RECORD EXTRACTS -
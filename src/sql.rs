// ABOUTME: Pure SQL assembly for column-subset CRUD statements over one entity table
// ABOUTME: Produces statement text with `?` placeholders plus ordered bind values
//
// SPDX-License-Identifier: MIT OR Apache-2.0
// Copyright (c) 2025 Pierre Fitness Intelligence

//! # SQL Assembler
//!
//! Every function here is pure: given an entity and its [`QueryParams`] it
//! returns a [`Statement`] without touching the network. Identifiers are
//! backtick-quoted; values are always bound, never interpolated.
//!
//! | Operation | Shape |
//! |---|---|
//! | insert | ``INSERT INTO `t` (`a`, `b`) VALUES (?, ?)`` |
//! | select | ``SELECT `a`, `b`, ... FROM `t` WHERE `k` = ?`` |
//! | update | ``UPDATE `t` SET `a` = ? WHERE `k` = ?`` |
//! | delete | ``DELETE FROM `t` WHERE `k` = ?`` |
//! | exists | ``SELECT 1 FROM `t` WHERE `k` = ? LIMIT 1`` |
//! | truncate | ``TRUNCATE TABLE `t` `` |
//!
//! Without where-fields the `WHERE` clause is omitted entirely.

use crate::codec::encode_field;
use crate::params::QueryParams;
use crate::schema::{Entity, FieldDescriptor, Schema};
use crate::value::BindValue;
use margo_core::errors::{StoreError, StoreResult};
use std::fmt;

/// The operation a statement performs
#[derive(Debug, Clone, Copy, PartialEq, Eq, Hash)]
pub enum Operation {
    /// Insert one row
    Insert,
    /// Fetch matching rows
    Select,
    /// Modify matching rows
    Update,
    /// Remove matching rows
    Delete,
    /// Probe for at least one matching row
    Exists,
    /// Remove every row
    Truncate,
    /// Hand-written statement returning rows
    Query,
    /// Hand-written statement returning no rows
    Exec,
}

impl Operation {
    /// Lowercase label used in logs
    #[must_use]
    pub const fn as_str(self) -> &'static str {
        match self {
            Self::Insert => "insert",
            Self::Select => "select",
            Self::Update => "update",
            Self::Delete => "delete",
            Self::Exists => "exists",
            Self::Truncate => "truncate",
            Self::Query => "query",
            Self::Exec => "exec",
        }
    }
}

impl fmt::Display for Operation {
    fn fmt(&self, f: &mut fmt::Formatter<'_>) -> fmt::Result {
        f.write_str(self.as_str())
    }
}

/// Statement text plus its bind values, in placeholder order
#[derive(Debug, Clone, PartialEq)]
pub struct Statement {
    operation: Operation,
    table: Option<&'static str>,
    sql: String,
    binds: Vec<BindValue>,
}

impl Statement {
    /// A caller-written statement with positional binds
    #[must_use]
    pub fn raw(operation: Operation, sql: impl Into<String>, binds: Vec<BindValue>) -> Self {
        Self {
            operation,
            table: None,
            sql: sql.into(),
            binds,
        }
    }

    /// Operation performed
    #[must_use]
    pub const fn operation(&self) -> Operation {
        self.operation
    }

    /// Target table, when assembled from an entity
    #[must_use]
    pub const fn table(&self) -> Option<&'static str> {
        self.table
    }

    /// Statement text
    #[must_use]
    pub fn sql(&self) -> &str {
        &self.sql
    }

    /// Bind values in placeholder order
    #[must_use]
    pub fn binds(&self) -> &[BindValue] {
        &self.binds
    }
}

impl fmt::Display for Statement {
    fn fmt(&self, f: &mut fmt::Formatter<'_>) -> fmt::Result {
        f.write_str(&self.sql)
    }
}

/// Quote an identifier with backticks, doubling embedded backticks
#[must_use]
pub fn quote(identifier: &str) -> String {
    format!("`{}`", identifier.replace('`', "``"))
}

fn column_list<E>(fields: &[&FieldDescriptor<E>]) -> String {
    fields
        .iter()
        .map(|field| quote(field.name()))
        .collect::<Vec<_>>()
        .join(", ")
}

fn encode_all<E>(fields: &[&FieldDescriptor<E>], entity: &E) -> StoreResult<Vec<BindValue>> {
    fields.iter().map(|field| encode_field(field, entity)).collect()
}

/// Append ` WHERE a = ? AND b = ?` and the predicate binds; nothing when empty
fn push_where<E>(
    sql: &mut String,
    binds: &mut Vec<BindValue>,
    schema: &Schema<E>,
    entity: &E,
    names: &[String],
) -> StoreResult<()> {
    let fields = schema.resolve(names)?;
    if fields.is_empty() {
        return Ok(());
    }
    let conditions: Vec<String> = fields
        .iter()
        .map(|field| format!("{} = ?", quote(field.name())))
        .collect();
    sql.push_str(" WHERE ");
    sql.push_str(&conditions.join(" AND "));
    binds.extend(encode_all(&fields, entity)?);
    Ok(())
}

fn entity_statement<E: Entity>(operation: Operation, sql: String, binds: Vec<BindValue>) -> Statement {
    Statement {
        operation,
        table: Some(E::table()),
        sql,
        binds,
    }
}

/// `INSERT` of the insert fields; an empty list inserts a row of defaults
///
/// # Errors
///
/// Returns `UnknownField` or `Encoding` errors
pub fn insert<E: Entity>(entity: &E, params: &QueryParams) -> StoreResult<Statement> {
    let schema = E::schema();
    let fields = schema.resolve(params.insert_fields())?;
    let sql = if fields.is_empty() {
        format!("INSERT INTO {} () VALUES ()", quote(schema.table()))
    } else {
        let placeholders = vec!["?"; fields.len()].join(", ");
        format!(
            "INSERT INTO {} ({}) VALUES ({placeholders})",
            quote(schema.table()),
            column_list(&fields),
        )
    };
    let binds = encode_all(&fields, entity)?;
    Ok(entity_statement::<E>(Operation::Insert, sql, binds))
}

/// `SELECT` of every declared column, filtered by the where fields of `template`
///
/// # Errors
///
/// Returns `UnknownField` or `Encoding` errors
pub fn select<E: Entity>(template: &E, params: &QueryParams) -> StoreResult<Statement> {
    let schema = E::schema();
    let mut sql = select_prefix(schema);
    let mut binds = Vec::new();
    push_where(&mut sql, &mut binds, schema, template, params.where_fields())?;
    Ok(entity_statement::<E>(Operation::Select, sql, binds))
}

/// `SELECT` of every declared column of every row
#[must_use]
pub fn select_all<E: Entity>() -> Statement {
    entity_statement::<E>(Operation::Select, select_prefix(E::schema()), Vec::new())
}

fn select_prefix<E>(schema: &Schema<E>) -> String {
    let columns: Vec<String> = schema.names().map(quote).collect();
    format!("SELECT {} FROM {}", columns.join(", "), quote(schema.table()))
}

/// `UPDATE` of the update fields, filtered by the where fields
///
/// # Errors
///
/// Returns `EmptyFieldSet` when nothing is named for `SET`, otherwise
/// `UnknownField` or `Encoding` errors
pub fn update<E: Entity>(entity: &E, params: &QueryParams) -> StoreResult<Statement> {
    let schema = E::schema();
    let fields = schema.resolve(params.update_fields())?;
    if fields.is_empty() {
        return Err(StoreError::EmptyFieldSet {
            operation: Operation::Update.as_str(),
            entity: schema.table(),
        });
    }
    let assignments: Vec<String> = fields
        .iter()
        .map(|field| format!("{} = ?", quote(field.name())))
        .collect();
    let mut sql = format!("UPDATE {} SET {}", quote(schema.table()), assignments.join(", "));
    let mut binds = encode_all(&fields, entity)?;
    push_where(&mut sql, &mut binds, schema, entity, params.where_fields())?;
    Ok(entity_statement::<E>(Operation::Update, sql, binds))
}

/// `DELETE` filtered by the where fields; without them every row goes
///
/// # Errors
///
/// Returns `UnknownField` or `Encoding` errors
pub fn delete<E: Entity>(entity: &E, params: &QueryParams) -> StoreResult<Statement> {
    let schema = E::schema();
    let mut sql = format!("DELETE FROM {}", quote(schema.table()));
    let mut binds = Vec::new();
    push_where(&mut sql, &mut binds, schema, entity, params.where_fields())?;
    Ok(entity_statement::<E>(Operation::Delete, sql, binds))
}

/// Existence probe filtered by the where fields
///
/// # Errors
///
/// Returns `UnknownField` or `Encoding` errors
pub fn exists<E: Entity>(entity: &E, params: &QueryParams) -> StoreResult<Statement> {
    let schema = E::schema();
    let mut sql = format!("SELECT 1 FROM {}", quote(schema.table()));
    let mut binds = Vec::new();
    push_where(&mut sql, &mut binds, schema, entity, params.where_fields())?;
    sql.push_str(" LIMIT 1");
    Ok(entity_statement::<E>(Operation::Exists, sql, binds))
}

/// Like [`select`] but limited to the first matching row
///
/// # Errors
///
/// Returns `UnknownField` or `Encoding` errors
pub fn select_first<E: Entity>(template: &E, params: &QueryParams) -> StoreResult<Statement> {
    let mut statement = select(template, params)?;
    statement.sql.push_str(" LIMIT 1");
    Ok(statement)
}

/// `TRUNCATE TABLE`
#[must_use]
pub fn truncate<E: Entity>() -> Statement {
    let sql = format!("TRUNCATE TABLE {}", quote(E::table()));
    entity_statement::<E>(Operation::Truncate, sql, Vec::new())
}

...

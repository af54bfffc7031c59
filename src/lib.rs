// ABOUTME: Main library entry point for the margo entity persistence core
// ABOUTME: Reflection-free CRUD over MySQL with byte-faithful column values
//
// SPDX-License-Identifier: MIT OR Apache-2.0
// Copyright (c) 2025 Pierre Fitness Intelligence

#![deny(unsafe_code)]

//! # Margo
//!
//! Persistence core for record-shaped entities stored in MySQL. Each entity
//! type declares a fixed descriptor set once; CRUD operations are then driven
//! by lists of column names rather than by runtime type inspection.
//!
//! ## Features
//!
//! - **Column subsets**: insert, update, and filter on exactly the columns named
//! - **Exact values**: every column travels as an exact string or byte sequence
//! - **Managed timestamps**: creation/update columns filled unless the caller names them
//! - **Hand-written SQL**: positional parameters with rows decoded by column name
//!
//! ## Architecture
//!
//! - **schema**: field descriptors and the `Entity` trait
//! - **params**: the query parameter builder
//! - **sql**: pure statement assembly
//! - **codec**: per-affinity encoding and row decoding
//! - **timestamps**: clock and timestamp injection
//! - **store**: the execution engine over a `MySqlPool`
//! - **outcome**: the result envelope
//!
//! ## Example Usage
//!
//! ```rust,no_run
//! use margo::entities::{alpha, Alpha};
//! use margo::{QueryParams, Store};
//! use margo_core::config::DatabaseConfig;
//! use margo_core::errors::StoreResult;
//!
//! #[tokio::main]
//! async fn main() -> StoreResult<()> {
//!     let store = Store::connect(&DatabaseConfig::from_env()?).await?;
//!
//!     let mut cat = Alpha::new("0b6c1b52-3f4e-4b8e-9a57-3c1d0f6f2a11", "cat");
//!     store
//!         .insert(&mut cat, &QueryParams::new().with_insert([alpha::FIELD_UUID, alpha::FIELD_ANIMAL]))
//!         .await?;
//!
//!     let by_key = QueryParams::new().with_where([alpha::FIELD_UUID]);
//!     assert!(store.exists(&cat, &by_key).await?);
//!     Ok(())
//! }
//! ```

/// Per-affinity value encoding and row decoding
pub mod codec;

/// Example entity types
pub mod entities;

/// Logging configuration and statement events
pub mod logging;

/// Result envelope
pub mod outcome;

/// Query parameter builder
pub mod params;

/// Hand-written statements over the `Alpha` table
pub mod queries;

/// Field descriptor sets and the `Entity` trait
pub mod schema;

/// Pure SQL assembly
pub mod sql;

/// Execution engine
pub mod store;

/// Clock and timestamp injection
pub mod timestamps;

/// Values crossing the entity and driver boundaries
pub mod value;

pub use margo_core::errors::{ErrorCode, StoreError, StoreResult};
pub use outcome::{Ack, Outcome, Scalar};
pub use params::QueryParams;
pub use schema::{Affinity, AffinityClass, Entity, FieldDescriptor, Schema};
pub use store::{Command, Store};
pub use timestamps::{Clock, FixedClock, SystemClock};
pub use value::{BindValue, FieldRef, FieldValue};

--

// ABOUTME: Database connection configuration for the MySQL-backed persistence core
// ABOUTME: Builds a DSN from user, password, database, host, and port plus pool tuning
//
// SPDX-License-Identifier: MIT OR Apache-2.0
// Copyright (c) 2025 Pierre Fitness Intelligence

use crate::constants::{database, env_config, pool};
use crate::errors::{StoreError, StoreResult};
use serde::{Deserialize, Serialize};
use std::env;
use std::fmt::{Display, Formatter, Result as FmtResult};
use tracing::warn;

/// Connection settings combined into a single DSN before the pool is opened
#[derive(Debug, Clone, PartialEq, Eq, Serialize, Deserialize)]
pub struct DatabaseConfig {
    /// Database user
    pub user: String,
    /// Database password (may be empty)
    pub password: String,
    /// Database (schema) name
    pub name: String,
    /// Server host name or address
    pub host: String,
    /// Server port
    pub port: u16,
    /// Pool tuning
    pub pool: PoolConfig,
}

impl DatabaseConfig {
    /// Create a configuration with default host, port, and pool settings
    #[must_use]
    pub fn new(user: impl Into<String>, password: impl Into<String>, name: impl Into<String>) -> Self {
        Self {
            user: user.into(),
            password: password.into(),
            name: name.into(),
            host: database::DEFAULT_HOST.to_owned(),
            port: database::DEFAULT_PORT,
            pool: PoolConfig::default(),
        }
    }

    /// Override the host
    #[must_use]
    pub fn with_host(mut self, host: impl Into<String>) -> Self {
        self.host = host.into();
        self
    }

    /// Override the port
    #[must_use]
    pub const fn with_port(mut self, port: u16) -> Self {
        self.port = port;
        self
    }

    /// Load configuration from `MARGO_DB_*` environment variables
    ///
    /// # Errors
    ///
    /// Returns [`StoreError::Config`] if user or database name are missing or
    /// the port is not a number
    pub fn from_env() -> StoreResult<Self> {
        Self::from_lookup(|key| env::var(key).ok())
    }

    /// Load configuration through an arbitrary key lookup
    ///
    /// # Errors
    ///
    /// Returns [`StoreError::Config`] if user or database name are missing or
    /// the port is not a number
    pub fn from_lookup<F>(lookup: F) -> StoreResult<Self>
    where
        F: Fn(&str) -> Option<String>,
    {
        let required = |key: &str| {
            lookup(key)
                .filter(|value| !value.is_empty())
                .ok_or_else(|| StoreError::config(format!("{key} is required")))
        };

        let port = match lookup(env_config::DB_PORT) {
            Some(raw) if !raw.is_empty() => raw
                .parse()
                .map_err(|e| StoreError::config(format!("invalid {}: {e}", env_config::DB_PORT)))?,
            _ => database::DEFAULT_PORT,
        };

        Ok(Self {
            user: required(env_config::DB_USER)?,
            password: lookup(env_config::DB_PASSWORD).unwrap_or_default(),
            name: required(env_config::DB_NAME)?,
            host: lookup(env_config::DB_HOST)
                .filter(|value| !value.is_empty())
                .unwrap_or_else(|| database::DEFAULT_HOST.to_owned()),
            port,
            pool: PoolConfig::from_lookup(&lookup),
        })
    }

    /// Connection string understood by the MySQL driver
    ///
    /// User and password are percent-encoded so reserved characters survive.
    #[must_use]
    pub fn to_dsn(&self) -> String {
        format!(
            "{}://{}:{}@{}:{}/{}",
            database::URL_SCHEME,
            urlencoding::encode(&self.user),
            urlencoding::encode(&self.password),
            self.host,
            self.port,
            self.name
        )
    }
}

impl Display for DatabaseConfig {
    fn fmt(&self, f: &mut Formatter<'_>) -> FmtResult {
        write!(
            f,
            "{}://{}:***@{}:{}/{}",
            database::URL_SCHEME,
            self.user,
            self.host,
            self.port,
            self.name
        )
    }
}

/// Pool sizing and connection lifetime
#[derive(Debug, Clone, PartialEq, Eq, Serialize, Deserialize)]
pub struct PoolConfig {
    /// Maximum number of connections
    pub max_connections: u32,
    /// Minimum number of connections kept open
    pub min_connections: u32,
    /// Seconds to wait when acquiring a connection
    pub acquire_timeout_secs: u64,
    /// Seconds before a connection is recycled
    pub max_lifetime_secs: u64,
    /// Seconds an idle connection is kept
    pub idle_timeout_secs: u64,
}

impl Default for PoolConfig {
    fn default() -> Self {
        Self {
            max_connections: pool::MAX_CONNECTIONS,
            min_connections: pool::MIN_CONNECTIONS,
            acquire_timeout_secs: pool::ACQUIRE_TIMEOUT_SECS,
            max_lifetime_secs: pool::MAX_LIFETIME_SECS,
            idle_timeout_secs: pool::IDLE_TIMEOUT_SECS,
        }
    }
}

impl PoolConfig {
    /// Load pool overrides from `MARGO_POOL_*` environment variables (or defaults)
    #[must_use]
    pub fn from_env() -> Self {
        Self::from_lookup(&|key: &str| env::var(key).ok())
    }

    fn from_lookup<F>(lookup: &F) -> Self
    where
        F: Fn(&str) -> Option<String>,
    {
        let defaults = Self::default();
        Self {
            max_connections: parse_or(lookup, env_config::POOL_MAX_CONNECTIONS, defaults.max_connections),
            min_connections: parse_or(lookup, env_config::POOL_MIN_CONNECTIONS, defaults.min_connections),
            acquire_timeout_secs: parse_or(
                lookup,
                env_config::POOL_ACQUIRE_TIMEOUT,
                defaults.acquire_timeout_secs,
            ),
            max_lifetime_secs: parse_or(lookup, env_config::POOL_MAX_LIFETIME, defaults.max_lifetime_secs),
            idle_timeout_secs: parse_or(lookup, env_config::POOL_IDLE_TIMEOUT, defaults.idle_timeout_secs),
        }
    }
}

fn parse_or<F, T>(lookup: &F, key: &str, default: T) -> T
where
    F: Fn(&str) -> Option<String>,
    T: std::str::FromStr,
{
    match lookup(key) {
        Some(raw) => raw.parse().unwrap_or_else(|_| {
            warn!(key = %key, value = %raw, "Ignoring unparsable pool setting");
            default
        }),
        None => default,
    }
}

TASK INSTRUCTIONS -
Establish how many lines of the records contain the string "derive" and state that number without elaboration.

TASK ANSWER -
4